What is being asked => Take from the data every line in which the word "KIND" is found.

Data for processing =>
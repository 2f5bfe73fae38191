//! Single-line record codec for the flat state files.
//!
//! # Record Format
//!
//! Every entry is one line of three comma-separated fields:
//!
//! ```text
//! /Users/me/Downloads,/Users/me/Archive,24          # DirectoryEntry
//! /Users/me/Downloads/a.zip,2024-01-01T00:00:00Z,false   # FileEntry
//! ```
//!
//! The first comma ends the first field and the last comma starts the third,
//! so the middle field (destination path or timestamp) may itself contain
//! commas. The first field may not.
//!
//! Blank lines and `#` comments are filtered by [`super::flat_file`] and never
//! reach this module.

use thiserror::Error;

use super::types::{DirectoryEntry, FileEntry};

/// Why a line could not be turned into an entry.
#[derive(Error, Debug, Clone, PartialEq, Eq)]
pub enum CodecError {
    #[error("expected 3 fields, found {found}")]
    TooFewFields { found: usize },

    #[error("{field} must not be empty")]
    EmptyField { field: &'static str },

    #[error("invalid age threshold {0:?}: expected a non-negative integer")]
    InvalidHours(String),

    #[error("invalid ignore flag {0:?}: expected true or false")]
    InvalidIgnore(String),

    #[error("{field} must not contain a comma")]
    CommaInField { field: &'static str },

    #[error("{field} must not contain a line break")]
    LineBreakInField { field: &'static str },
}

/// An entry that can be stored as one line of a state file.
pub trait Record: Sized {
    /// Human-readable name used in log messages.
    const KIND: &'static str;

    /// Check that [`Record::encode`] output decodes back to `self`.
    ///
    /// Call before putting an entry into a collection that will be saved.
    fn validate(&self) -> Result<(), CodecError>;

    fn encode(&self) -> String;

    fn decode(line: &str) -> Result<Self, CodecError>;
}

/// Split a line into exactly three fields, letting the middle one absorb
/// extra commas.
fn split_fields(line: &str) -> Result<(&str, &str, &str), CodecError> {
    let (first, rest) = line
        .split_once(',')
        .ok_or(CodecError::TooFewFields { found: 1 })?;
    let (middle, last) = rest
        .rsplit_once(',')
        .ok_or(CodecError::TooFewFields { found: 2 })?;
    Ok((first, middle, last))
}

fn non_empty<'a>(value: &'a str, field: &'static str) -> Result<&'a str, CodecError> {
    if value.is_empty() {
        Err(CodecError::EmptyField { field })
    } else {
        Ok(value)
    }
}

fn single_line(value: &str, field: &'static str) -> Result<(), CodecError> {
    if value.contains(['\n', '\r']) {
        Err(CodecError::LineBreakInField { field })
    } else {
        Ok(())
    }
}

/// The first field ends at the first comma, so it may not hold one.
fn leading_field(value: &str, field: &'static str) -> Result<(), CodecError> {
    non_empty(value, field)?;
    single_line(value, field)?;
    if value.contains(',') {
        return Err(CodecError::CommaInField { field });
    }
    Ok(())
}

impl Record for DirectoryEntry {
    const KIND: &'static str = "directory entry";

    fn validate(&self) -> Result<(), CodecError> {
        leading_field(&self.watch_path, "watch path")?;
        non_empty(&self.destination_path, "destination path")?;
        single_line(&self.destination_path, "destination path")
    }

    fn encode(&self) -> String {
        format!(
            "{},{},{}",
            self.watch_path, self.destination_path, self.age_threshold_hours
        )
    }

    fn decode(line: &str) -> Result<Self, CodecError> {
        let (watch, destination, hours) = split_fields(line)?;
        let watch_path = non_empty(watch, "watch path")?;
        let destination_path = non_empty(destination, "destination path")?;
        // u64 parsing rejects a leading '-', so negative thresholds fail here too
        let age_threshold_hours = hours
            .trim()
            .parse::<u64>()
            .map_err(|_| CodecError::InvalidHours(hours.to_string()))?;

        Ok(DirectoryEntry::new(
            watch_path,
            destination_path,
            age_threshold_hours,
        ))
    }
}

impl Record for FileEntry {
    const KIND: &'static str = "file entry";

    fn validate(&self) -> Result<(), CodecError> {
        leading_field(&self.path, "path")?;
        single_line(&self.last_checked_timestamp, "timestamp")
    }

    fn encode(&self) -> String {
        format!("{},{},{}", self.path, self.last_checked_timestamp, self.ignore)
    }

    fn decode(line: &str) -> Result<Self, CodecError> {
        let (path, timestamp, ignore) = split_fields(line)?;
        let path = non_empty(path, "path")?;
        let ignore = match ignore.trim() {
            "true" => true,
            "false" => false,
            other => return Err(CodecError::InvalidIgnore(other.to_string())),
        };

        Ok(FileEntry::new(path, timestamp, ignore))
    }
}

// ============================================================================
// TESTS
// ============================================================================
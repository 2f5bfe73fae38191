//! Headless TidyUp shell.
//!
//! Loads state, then forwards menu commands from stdin and Ctrl-C to the
//! controller as intents. State is saved after every change and on quit.

mod menu;

use std::io::BufRead;
use std::path::PathBuf;
use std::process::ExitCode;

use clap::Parser;
use tidyup_core::{intent_channel, Controller, Intent, IntentSender, TidyConfig};

#[derive(Parser, Debug)]
#[command(name = "tidyup-daemon", version, about = "Tidy aged files out of watched directories")]
struct Args {
    /// Directory holding the watch list, file list and settings
    /// (defaults to $TIDYUP_DATA_DIR or the platform data directory)
    #[arg(long)]
    data_dir: Option<PathBuf>,

    /// Log at debug level (RUST_LOG overrides)
    #[arg(short, long)]
    verbose: bool,
}

fn init_logging(verbose: bool) {
    let default_level = if verbose { "debug" } else { "info" };
    env_logger::Builder::from_env(env_logger::Env::default().default_filter_or(default_level))
        .init();
}

/// Read menu commands on a plain thread so a blocked stdin read never holds
/// up runtime shutdown. Sends block while the controller catches up.
fn spawn_menu_reader(sender: IntentSender) {
    std::thread::spawn(move || {
        let stdin = std::io::stdin();
        for line in stdin.lock().lines() {
            let line = match line {
                Ok(line) => line,
                Err(e) => {
                    log::warn!("Stopped reading commands: {}", e);
                    return;
                }
            };
            match menu::parse_command(&line) {
                Ok(Some(intent)) => {
                    let quit = intent == Intent::Quit;
                    if !sender.blocking_send(intent) || quit {
                        return;
                    }
                }
                Ok(None) => {}
                Err(e) => log::warn!("{} ({})", e, menu::HELP),
            }
        }
        log::debug!("stdin closed, waiting for Ctrl-C");
    });
}

fn spawn_signal_handler(sender: IntentSender) {
    tokio::spawn(async move {
        match tokio::signal::ctrl_c().await {
            Ok(()) => {
                log::info!("Interrupted");
                sender.send(Intent::Quit).await;
            }
            Err(e) => log::error!("Failed to listen for Ctrl-C: {}", e),
        }
    });
}

#[tokio::main]
async fn main() -> ExitCode {
    let args = Args::parse();
    init_logging(args.verbose);

    let config = match TidyConfig::resolve(args.data_dir) {
        Ok(config) => config,
        Err(e) => {
            log::error!("{}", e);
            return ExitCode::FAILURE;
        }
    };

    let controller = match Controller::start(config) {
        Ok(controller) => controller,
        Err(e) => {
            log::error!("{}", e);
            return ExitCode::FAILURE;
        }
    };

    let (sender, intents) = intent_channel();

    spawn_signal_handler(sender.clone());
    spawn_menu_reader(sender);
    log::info!("Ready. {}", menu::HELP);

    match controller.run(intents).await {
        Ok(_) => ExitCode::SUCCESS,
        Err(e) => {
            log::error!("{}", e);
            ExitCode::FAILURE
        }
    }
}
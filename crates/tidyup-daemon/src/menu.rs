//! Text menu commands read from stdin.
//!
//! Stands in for the tray menu: each line is one command, arguments are
//! split shell-style so paths with spaces can be quoted.
//!
//! ```text
//! startup                                   # toggle start on login
//! watch ~/Downloads "/Volumes/Old Stuff" 24
//! threshold ~/Downloads 48
//! unwatch ~/Downloads
//! check /Users/me/Downloads/a.zip
//! ignore /Users/me/Downloads/a.zip
//! list
//! quit
//! ```

use tidyup_core::{DirectoryEntry, Intent};

pub const HELP: &str = "commands: startup | quit | list | watch <dir> <dest> <hours> | \
unwatch <dir> | threshold <dir> <hours> | check <file> | ignore <file>";

fn parse_hours(value: &str) -> Result<u64, String> {
    value
        .parse::<u64>()
        .map_err(|_| format!("hours must be a non-negative integer, got '{value}'"))
}

fn expect_args<'a>(
    command: &str,
    args: &'a [String],
    count: usize,
) -> Result<&'a [String], String> {
    if args.len() == count {
        Ok(args)
    } else {
        Err(format!(
            "'{command}' takes {count} argument(s), got {}",
            args.len()
        ))
    }
}

/// Parse one input line.
///
/// Returns `Ok(None)` for blank lines and `# comments`.
pub fn parse_command(line: &str) -> Result<Option<Intent>, String> {
    let line = line.trim();
    if line.is_empty() || line.starts_with('#') {
        return Ok(None);
    }

    let words = shlex::split(line).ok_or_else(|| "unbalanced quotes".to_string())?;
    let Some((command, args)) = words.split_first() else {
        return Ok(None);
    };

    let intent = match command.as_str() {
        "startup" => {
            expect_args(command, args, 0)?;
            Intent::ToggleStartup
        }
        "quit" | "exit" => {
            expect_args(command, args, 0)?;
            Intent::Quit
        }
        "list" => {
            expect_args(command, args, 0)?;
            Intent::ListState
        }
        "watch" => {
            let args = expect_args(command, args, 3)?;
            Intent::Watch(DirectoryEntry::new(
                args[0].as_str(),
                args[1].as_str(),
                parse_hours(&args[2])?,
            ))
        }
        "unwatch" => {
            let args = expect_args(command, args, 1)?;
            Intent::Unwatch {
                watch_path: args[0].clone(),
            }
        }
        "threshold" => {
            let args = expect_args(command, args, 2)?;
            Intent::SetAgeThreshold {
                watch_path: args[0].clone(),
                hours: parse_hours(&args[1])?,
            }
        }
        "check" => {
            let args = expect_args(command, args, 1)?;
            Intent::RecordCheck {
                path: args[0].clone(),
            }
        }
        "ignore" => {
            let args = expect_args(command, args, 1)?;
            Intent::Ignore {
                path: args[0].clone(),
            }
        }
        other => return Err(format!("unknown command '{other}'")),
    };

    Ok(Some(intent))
}
//! Common functionality for paging data.

/// The config for pagination
#[derive(Debug, Clone)]
pub struct PaginationConfig {
    /// The number of transactions to display per page.
    pub page_size: u64,
    /// The maximum number of pages to show in the pagination indicator.
    pub max_pages: u64,
}

impl Default for PaginationConfig {
    fn default() -> Self {
        Self {
            page_size: 10,
            max_pages: 5,
        }
    }
}

#[derive(Debug, PartialEq, Eq)]
pub enum PaginationIndicator {
    Page(u64),
    CurrPage(u64),
    Ellipsis,
    NextButton(u64),
    BackButton(u64),
}

/// Build the row of pagination indicators for the current page: a window of
/// up to `max_pages` page numbers around `curr_page`, with the first and last
/// page pinned behind ellipses when the window does not reach them, and
/// back/next buttons when there is somewhere to go.
pub fn create_pagination_indicators(
    curr_page: u64,
    page_count: u64,
    max_pages: u64,
) -> Vec<PaginationIndicator> {
    let half_window = max_pages / 2;

    let (start, end) = if page_count <= max_pages {
        (1, page_count)
    } else if curr_page <= half_window {
        (1, max_pages)
    } else if curr_page > page_count - half_window {
        (page_count - max_pages + 1, page_count)
    } else {
        (curr_page - half_window, curr_page + half_window)
    };

    let mut indicators: Vec<PaginationIndicator> = (start..=end)
        .map(|page| {
            if page == curr_page {
                PaginationIndicator::CurrPage(page)
            } else {
                PaginationIndicator::Page(page)
            }
        })
        .collect();

    if start > 1 {
        indicators.insert(0, PaginationIndicator::Ellipsis);
        indicators.insert(0, PaginationIndicator::Page(1));
    }

    if end < page_count {
        indicators.push(PaginationIndicator::Ellipsis);
        indicators.push(PaginationIndicator::Page(page_count));
    }

    if curr_page > 1 {
        indicators.insert(0, PaginationIndicator::BackButton(curr_page - 1));
    }

    if curr_page < page_count {
        indicators.push(PaginationIndicator::NextButton(curr_page + 1));
    }

    indicators
}
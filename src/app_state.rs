//! Implements a struct that holds the state of the web server.

use std::sync::Arc;

use axum::extract::FromRef;
use axum_extra::extract::cookie::Key;
use sha2::{Digest, Sha512};
use time::Duration;

use crate::{api::FinanceApi, auth::DEFAULT_COOKIE_DURATION, pagination::PaginationConfig};

/// The state of the web server.
#[derive(Clone)]
pub struct AppState {
    /// The key to be used for signing and encrypting private cookies.
    pub cookie_key: Key,

    /// The duration for which cookies used for authentication are valid.
    pub cookie_duration: Duration,

    /// The config that controls how to display pages of data.
    pub pagination_config: PaginationConfig,

    /// The client for the backend finance services.
    pub api: Arc<dyn FinanceApi>,
}

impl AppState {
    /// Create a new [AppState] with the given backend client.
    pub fn new(
        api: Arc<dyn FinanceApi>,
        cookie_secret: &str,
        pagination_config: PaginationConfig,
    ) -> Self {
        Self {
            cookie_key: create_cookie_key(cookie_secret),
            cookie_duration: DEFAULT_COOKIE_DURATION,
            pagination_config,
            api,
        }
    }
}

// this impl tells `PrivateCookieJar` how to access the key from our state
impl FromRef<AppState> for Key {
    fn from_ref(state: &AppState) -> Self {
        state.cookie_key.clone()
    }
}

/// Create a signing key for cookies from a `secret` string.
pub fn create_cookie_key(secret: &str) -> Key {
    let hash = Sha512::digest(secret);

    Key::from(&hash)
}
//! Defines the session token stored in the auth cookie and how to
//! serialize/deserialize it.

use serde::{Deserialize, Serialize};
use time::OffsetDateTime;

mod datetime_format {
    //! Specifies how to serialize a [time::OffsetDateTime] in a custom format that
    //! avoids serialisations with datetimes containing midnight.
    //!
    //! The default serializer for [time::OffsetDateTime] will serialize
    //! "00:00:00.000000" as "0:00:00.0" and the deserializer would error out
    //! because it expects the hours to be two digits, not one.
    use serde::{Deserialize, Deserializer, Serializer};
    use time::{
        OffsetDateTime, format_description::BorrowedFormatItem, macros::format_description,
    };

    /// Date time format for the session expiry, e.g. "2021-01-01 00:00:00.000000 +00:00:00".
    const DATE_TIME_FORMAT: &[BorrowedFormatItem] = format_description!(
        "[year]-[month]-[day] [hour]:[minute]:[second].[subsecond] [offset_hour \
             sign:mandatory]:[offset_minute]:[offset_second]"
    );

    pub fn serialize<S>(dt: &OffsetDateTime, serializer: S) -> Result<S::Ok, S::Error>
    where
        S: Serializer,
    {
        let formatted = dt
            .format(DATE_TIME_FORMAT)
            .map_err(serde::ser::Error::custom)?;
        serializer.serialize_str(&formatted)
    }

    pub fn deserialize<'de, D>(deserializer: D) -> Result<OffsetDateTime, D::Error>
    where
        D: Deserializer<'de>,
    {
        let s = String::deserialize(deserializer)?;
        OffsetDateTime::parse(&s, DATE_TIME_FORMAT).map_err(serde::de::Error::custom)
    }
}

/// The session state carried by the auth cookie: the bearer token for the
/// backend services and when the session stops being valid.
#[derive(Serialize, Deserialize, Debug, Clone, PartialEq)]
pub struct SessionToken {
    /// The bearer token issued by the auth service at log-in.
    pub bearer: String,

    #[serde(
        serialize_with = "datetime_format::serialize",
        deserialize_with = "datetime_format::deserialize"
    )]
    pub expires_at: OffsetDateTime,
}

impl SessionToken {
    /// Whether the session is still valid at `now`.
    pub fn is_valid_at(&self, now: OffsetDateTime) -> bool {
        self.expires_at > now
    }
}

Exercise result =>
    const KIND: &'static str;
    const KIND: &'static str = "directory entry";
    const KIND: &'static str = "file entry";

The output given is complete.